▸ What to do
Search the records for the string "interval" and copy every line where it turns up.
┌─ Extracted information
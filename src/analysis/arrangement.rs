//! Temporal arrangement of detected elements.
//!
//! Re-profiles the track at a bounded set of time points, tracks each
//! element's energy over time and converts the traces into discrete
//! active segments.

use std::path::Path;
use std::sync::Arc;
use tracing::debug;

use crate::probe::LevelProbe;

use super::frequency::FrequencyProfiler;
use super::models::{DetectedElements, ElementCategory, FrequencyProfile, TemporalSegment};

/// Maximum number of sample points per track.
const MAX_SAMPLE_POINTS: usize = 10;

/// An element's energy trace crosses into "active" at this level
/// (0-255 scale).
const SEGMENT_THRESHOLD: f64 = 30.0;

/// One frequency profile taken at a known track position.
#[derive(Debug, Clone, Copy, PartialEq)]
pub struct SampledProfile {
    pub time_secs: f64,
    pub profile: FrequencyProfile,
}

/// Result of a temporal scan: the per-point profiles (reused by the
/// structure estimator) and the derived segments.
#[derive(Debug, Clone, Default)]
pub struct ArrangementScan {
    pub samples: Vec<SampledProfile>,
    pub segments: Vec<TemporalSegment>,
}

/// One point of an element's energy trace.
#[derive(Debug, Clone, Copy, PartialEq)]
pub struct TracePoint {
    pub time_secs: f64,
    pub energy: f64,
}

/// A closed segment produced by [`find_segments`].
#[derive(Debug, Clone, Copy, PartialEq)]
pub struct TraceSegment {
    pub start_secs: f64,
    pub end_secs: f64,
    pub confidence: u8,
}

/// Which band(s) carry an element's energy.
#[derive(Debug, Clone, Copy)]
enum BandCombo {
    SubBass,
    Bass,
    Mid,
    High,
    MidHighMid,
    LowMidMid,
    HighMidHigh,
    MidLowMid,
}

impl BandCombo {
    fn value(self, p: &FrequencyProfile) -> f64 {
        let mean = |a: u8, b: u8| (f64::from(a) + f64::from(b)) / 2.0;
        match self {
            BandCombo::SubBass => f64::from(p.sub_bass),
            BandCombo::Bass => f64::from(p.bass),
            BandCombo::Mid => f64::from(p.mid),
            BandCombo::High => f64::from(p.high),
            BandCombo::MidHighMid => mean(p.mid, p.high_mid),
            BandCombo::LowMidMid => mean(p.low_mid, p.mid),
            BandCombo::HighMidHigh => mean(p.high_mid, p.high),
            BandCombo::MidLowMid => mean(p.mid, p.low_mid),
        }
    }
}

/// Samples a track over time and segments each element's presence.
pub struct TemporalArranger {
    profiler: FrequencyProfiler,
}

impl TemporalArranger {
    pub fn new(probe: Arc<dyn LevelProbe>) -> Self {
        Self {
            profiler: FrequencyProfiler::new(probe),
        }
    }

    /// Scan the track and derive active segments for every element in
    /// `elements`. An element whose trace never crosses the threshold
    /// yields no segments; that is a valid outcome, not an error.
    pub async fn arrange(
        &self,
        path: &Path,
        duration_secs: f64,
        elements: &DetectedElements,
    ) -> ArrangementScan {
        let points = sample_points(duration_secs);
        let window_secs = (duration_secs / 10.0).min(2.0).max(0.0);

        let mut samples = Vec::with_capacity(points.len());
        for time_secs in points {
            let profile = self.profiler.profile(path, time_secs, window_secs).await;
            samples.push(SampledProfile { time_secs, profile });
        }

        let mut segments = Vec::new();
        for (category, name, combo) in element_traces(elements) {
            let trace: Vec<TracePoint> = samples
                .iter()
                .map(|s| TracePoint {
                    time_secs: s.time_secs,
                    energy: combo.value(&s.profile),
                })
                .collect();
            for segment in find_segments(&trace, SEGMENT_THRESHOLD) {
                segments.push(TemporalSegment {
                    category,
                    element: name.clone(),
                    start_secs: segment.start_secs,
                    end_secs: segment.end_secs,
                    confidence: segment.confidence,
                });
            }
        }
        segments.sort_by(|a, b| a.start_secs.total_cmp(&b.start_secs));

        debug!(
            samples = samples.len(),
            segments = segments.len(),
            "temporal scan complete"
        );
        ArrangementScan { samples, segments }
    }
}

/// Choose up to [`MAX_SAMPLE_POINTS`] sample times: fixed anchors at 10%,
/// 50% and 90% of the duration plus evenly spaced fill points, sorted
/// ascending.
pub fn sample_points(duration_secs: f64) -> Vec<f64> {
    let mut points = vec![
        duration_secs * 0.1,
        duration_secs * 0.5,
        duration_secs * 0.9,
    ];

    let interval = (duration_secs / 10.0).max(30.0);
    let mut t = interval;
    while points.len() < MAX_SAMPLE_POINTS && t < duration_secs {
        points.push(t);
        t += interval;
    }

    points.sort_by(f64::total_cmp);
    points.dedup_by(|a, b| (*a - *b).abs() < 1e-3);
    points
}

/// Segment one element's trace with a left-to-right state machine.
///
/// While the energy stays at or above `threshold` the open segment
/// extends; the first sample below it closes the segment at the
/// *previous* sample's time. A segment still open at the last sample
/// closes there. Confidence is the segment's mean energy scaled to 0-100.
/// No look-ahead or smoothing: a single-sample dip splits a segment.
pub fn find_segments(trace: &[TracePoint], threshold: f64) -> Vec<TraceSegment> {
    struct Open {
        start_secs: f64,
        last_secs: f64,
        energy_sum: f64,
        count: u32,
    }

    fn close(open: Open) -> TraceSegment {
        let mean = open.energy_sum / f64::from(open.count.max(1));
        TraceSegment {
            start_secs: open.start_secs,
            end_secs: open.last_secs,
            confidence: ((mean / 255.0) * 100.0).min(100.0).round() as u8,
        }
    }

    let mut segments = Vec::new();
    let mut open: Option<Open> = None;

    for point in trace {
        if point.energy >= threshold {
            match open.as_mut() {
                Some(seg) => {
                    seg.last_secs = point.time_secs;
                    seg.energy_sum += point.energy;
                    seg.count += 1;
                }
                None => {
                    open = Some(Open {
                        start_secs: point.time_secs,
                        last_secs: point.time_secs,
                        energy_sum: point.energy,
                        count: 1,
                    });
                }
            }
        } else if let Some(seg) = open.take() {
            segments.push(close(seg));
        }
    }
    if let Some(seg) = open {
        segments.push(close(seg));
    }
    segments
}

/// Expand detected elements into (category, name, trace source) triples.
fn element_traces(elements: &DetectedElements) -> Vec<(ElementCategory, String, BandCombo)> {
    let mut traces = Vec::new();

    for name in &elements.synths {
        traces.push((ElementCategory::Synth, name.clone(), synth_combo(name)));
    }
    for name in &elements.instruments {
        traces.push((
            ElementCategory::Instrument,
            name.clone(),
            instrument_combo(name),
        ));
    }

    let drums = &elements.drums;
    let drum_traces: [(bool, &str, BandCombo); 5] = [
        (drums.kick, "Kick", BandCombo::SubBass),
        (drums.snare, "Snare", BandCombo::MidHighMid),
        (drums.hihat, "Hi-Hat", BandCombo::High),
        (drums.cymbals, "Cymbals", BandCombo::High),
        (drums.percussion, "Percussion", BandCombo::MidLowMid),
    ];
    for (present, name, combo) in drum_traces {
        if present {
            traces.push((ElementCategory::Drum, name.to_string(), combo));
        }
    }

    let bass = &elements.bass;
    let bass_traces: [(bool, &str, BandCombo); 3] = [
        (bass.sub_bass, "Sub Bass", BandCombo::SubBass),
        (bass.mid_bass, "Mid Bass", BandCombo::Bass),
        (bass.bassline, "Bassline", BandCombo::Bass),
    ];
    for (present, name, combo) in bass_traces {
        if present {
            traces.push((ElementCategory::Bass, name.to_string(), combo));
        }
    }

    traces
}

fn synth_combo(name: &str) -> BandCombo {
    if name.contains("Lead") {
        BandCombo::MidHighMid
    } else if name.contains("Pad") {
        BandCombo::LowMidMid
    } else if name.contains("Pluck") || name.contains("Arpeggio") {
        BandCombo::HighMidHigh
    } else {
        BandCombo::Mid
    }
}

fn instrument_combo(name: &str) -> BandCombo {
    if name.contains("Piano") {
        BandCombo::MidLowMid
    } else if name.contains("Strings") {
        BandCombo::MidHighMid
    } else if name.contains("Brass") {
        BandCombo::LowMidMid
    } else {
        BandCombo::Mid
    }
}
└─
▸ Task result
    let interval = (duration_secs / 10.0).max(30.0);
    let mut t = interval;
        t += interval;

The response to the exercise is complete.